• **Collected data entries**:

Content starts

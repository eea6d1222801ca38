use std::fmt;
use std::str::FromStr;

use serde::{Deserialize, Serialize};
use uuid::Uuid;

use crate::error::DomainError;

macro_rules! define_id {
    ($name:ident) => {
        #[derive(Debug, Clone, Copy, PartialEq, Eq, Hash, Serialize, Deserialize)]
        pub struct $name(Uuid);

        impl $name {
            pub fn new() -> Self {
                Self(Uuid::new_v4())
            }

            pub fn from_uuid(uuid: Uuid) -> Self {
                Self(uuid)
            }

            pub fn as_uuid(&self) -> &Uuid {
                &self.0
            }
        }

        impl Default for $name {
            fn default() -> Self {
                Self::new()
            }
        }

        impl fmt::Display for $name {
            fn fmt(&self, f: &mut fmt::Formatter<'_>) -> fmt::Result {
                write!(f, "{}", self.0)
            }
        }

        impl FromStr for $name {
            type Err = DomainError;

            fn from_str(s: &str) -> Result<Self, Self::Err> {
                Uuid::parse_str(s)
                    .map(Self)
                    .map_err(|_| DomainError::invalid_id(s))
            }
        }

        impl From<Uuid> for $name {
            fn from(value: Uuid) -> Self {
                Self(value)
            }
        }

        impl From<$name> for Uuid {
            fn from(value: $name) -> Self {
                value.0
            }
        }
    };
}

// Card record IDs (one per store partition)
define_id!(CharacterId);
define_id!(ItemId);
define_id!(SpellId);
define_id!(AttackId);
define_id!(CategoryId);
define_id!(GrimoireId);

Content ends

• **HOW TO COMPLETE THIS TASK**:
Please show every line of the entries above that contains the word "FromStr".

• **WRITTEN REPLY**:
use std::str::FromStr;
        impl FromStr for $name {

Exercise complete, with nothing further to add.